Citizen Airmen work toward whole-person concept

  • Published
  • By Chief Master Sgt. Allan Sturges
  • 442nd Fighter Wing command chief
What a great UTA we had in January. It was a weekend about recognizing Airmen for their accomplishments within the wing and accomplishments they made to better themselves. Plus we had another great accomplishment that I'll address later.

There are nearly 1,400 Citizen Airmen within the 442nd FW and two associate units, three separate entities with one common asset -- Airmen.

Jan. 9 about 75 members of the 442nd FW gathered to recognize and reward the Airman and NCOs of the Quarter, and the Semi-Annual Senior NCO with lunch and gifts. During the luncheon the annual awards winners were announced.

These Citizen Airmen's packages were prepared and submitted by supervisors to recognize the accomplishments the Airmen had done to support the mission and to showcase the self-improvement the members made while demonstrating their volunteerism to the base and their community.

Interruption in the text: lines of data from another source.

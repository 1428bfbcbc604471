use crate::sv::events::sv_event;
use crate::sv::launcher::ProcessOps;
use crate::sv::notify::Event;
use crate::sv::service::Role;
use crate::sv::status::SvStatus;
use crate::sv::supervisor::{Exit, Supervisor};
use crate::sv::svdir::ServiceDir;
use nix::errno::Errno;
use nix::sys::wait::WaitStatus;
use nix::unistd::Pid;

/// Terminal wait statuses only; stops and continues are not exits.
fn exit_of(ws: WaitStatus) -> Option<(Pid, Exit)> {
    match ws {
        WaitStatus::Exited(pid, code) => Some((pid, Exit::Code(code))),
        WaitStatus::Signaled(pid, sig, _) => Some((pid, Exit::Signal(sig))),
        _ => None,
    }
}

impl<P: ProcessOps, D: ServiceDir> Supervisor<P, D> {
    /// Drain terminated children until one is attributed to a slot, then react to it.
    ///
    /// At most one slot exit is handled per call. When nothing was attributed, a
    /// launch that previously failed at fork time is retried.
    pub fn reap(&mut self) {
        if !self.reap_one() {
            self.retry_failed_launch();
        }
    }

    fn reap_one(&mut self) -> bool {
        loop {
            if self.main.status == SvStatus::Orphaned {
                if let Some(pgid) = self.main.pid {
                    match self.ops.wait_group(pgid) {
                        Ok(ws) if exit_of(ws).is_some() => continue,
                        Err(Errno::ECHILD) => {
                            let exit = self.orphan_exit.take().unwrap_or(Exit::Code(0));
                            sv_event("reap", Some(Role::Main), format!("orphanage {pgid} emptied"));
                            self.handle_exit(Role::Main, pgid, exit);
                            return true;
                        }
                        Err(Errno::EINTR) => continue,
                        _ => {}
                    }
                }
            }

            let (pid, exit) = match self.ops.wait_any() {
                Ok(WaitStatus::StillAlive) => return false,
                Ok(ws) => match exit_of(ws) {
                    Some(x) => x,
                    None => continue,
                },
                Err(Errno::EINTR) => continue,
                Err(e) => {
                    if e != Errno::ECHILD {
                        tracing::warn!(err = %e, "wait failed");
                    }
                    return false;
                }
            };

            if self.main.pid == Some(pid) {
                if self.orphanage && self.main.status != SvStatus::Orphaned {
                    // The leader is gone but its group may still hold descendants.
                    self.main.status = SvStatus::Orphaned;
                    self.orphan_exit = Some(exit);
                    sv_event("reap", Some(Role::Main), format!("leader {pid} exited; draining its group"));
                    self.announce();
                    continue;
                }
                self.handle_exit(Role::Main, pid, exit);
                return true;
            }
            if self.log.pid == Some(pid) {
                self.handle_exit(Role::Log, pid, exit);
                return true;
            }
            tracing::debug!(%pid, ?exit, "reaped unattributed child");
        }
    }

    fn handle_exit(&mut self, role: Role, pid: Pid, exit: Exit) {
        let was_starting = role == Role::Main && self.main.status == SvStatus::Starting;
        let slot = self.slot_mut(role);
        slot.pid = None;
        slot.paused = false;
        let clean_100 = exit == Exit::Code(100);
        let failed_start = was_starting && exit != Exit::Code(0);
        if failed_start || clean_100 {
            slot.want_up = false;
            slot.status = SvStatus::Failed;
        } else if was_starting {
            // start finished cleanly; run comes next
        } else if !slot.wanted_up() {
            slot.status = SvStatus::Stopped;
        }

        let (event, code) = match exit {
            Exit::Code(c) => (Event::Exit, c),
            Exit::Signal(sig) => (Event::Killed, sig as i32),
        };
        sv_event("reap", Some(role), format!("pid {pid} {event} {code}"));
        self.pid_change(role, Some(event), code, Some(pid));
        self.first_run = false;

        let slot = self.slot(role);
        if slot.wanted_up() || (role == Role::Main && slot.status == SvStatus::Starting) {
            if !self.exiting {
                self.try_start(role);
            }
        } else if slot.status != SvStatus::Failed {
            self.try_stop(role);
        }
    }

    fn retry_failed_launch(&mut self) {
        let Some(role) = self.retry.take() else {
            return;
        };
        let slot = self.slot(role);
        let wanted = slot.wanted_up()
            || !slot.want_persistent
            || (role == Role::Main && slot.status == SvStatus::Starting);
        if slot.pid.is_none() && wanted && !self.exiting {
            sv_event("start", Some(role), "retrying launch after fork failure");
            self.try_start(role);
        }
    }
}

These packages were submitted by the supervisors but it was members' accomplishments that were important -- showing the whole-person concept.

Someone stopped me recently and asked me what the whole-person concept was. In days gone past, when I had less stripes and more hair, Airmen were recognized by what they did on the job -- supporting the mission. That was the important part of the nomination.

As our Air Force has evolved, not only do we want our Airmen to be stellar performers in their jobs and be great leaders, we want to promote the self-improvement of our Airmen both on and off the job. This involves professional military education (PME), attaining certifications relating to our military and civilian jobs and attaining college degrees.

Typically, if you have your college general education credits and your seven-level Air Force coursework complete you are eligible for a Community College of the Air Force degree. Your CCAF degree is recognized around the world as the equivalent of a two-year associate degree at many accredited universities.

Completing the whole-person concept requires involvement with your base and community by helping out at your place of worship, being involved in youth programs and donating your time to help organizations such as Habitat for Humanity or your schools.

When you do that, you help those organizations with your military experience and you bring lessons learned there back to the military, making you and the Air Force better for it.

That's what the whole-person concept is all about -- leadership and job performance, significant self-improvement and involvement with the base and local community.

The Airmen that were recognized as quarterly winners and the annual awards winners showcased those traits and what a pleasure it is to see them recognized.

We also had the first-ever graduation party for our most recent CCAF graduates. This is an opportunity for the graduates to walk across the stage and be recognized amongst their peers for their accomplishments. This task takes commitment to enroll in the courses and successfully complete them.
Anyone that is recognized and awarded a CCAF degree should be proud of their accomplishments. They have gone above and beyond others and should be respected and recognized for their sacrifices.

There is a wide spectrum of ways we can recognize our Airmen from a pat on the back, and a "Good job!" to letters of appreciation, awards and decorations, or nominating them for the quarterly Airman or NCO category or the semi-annual SNCO award.

There are numerous types of awards that you can nominate an outstanding Airman for. These awards are showed at each of the wing staff meetings or you can ask Senior Master Sgt. Cesar Ortiz, 442nd Military Personnel Flight superintendent, for the criteria, target audience and suspense.

But there are additional ways to recognize our Airmen also. Thanks to senior leadership in both the 442nd FW and the 509th BW we have opportunities to recognize the accomplishments our Airmen make with an incentive ride in a T-38. We have three people that have received rides so far, and each of them had ear-to-ear grins when they landed. Maybe you could be the next one to be the GIB (guy in back) in a T-38!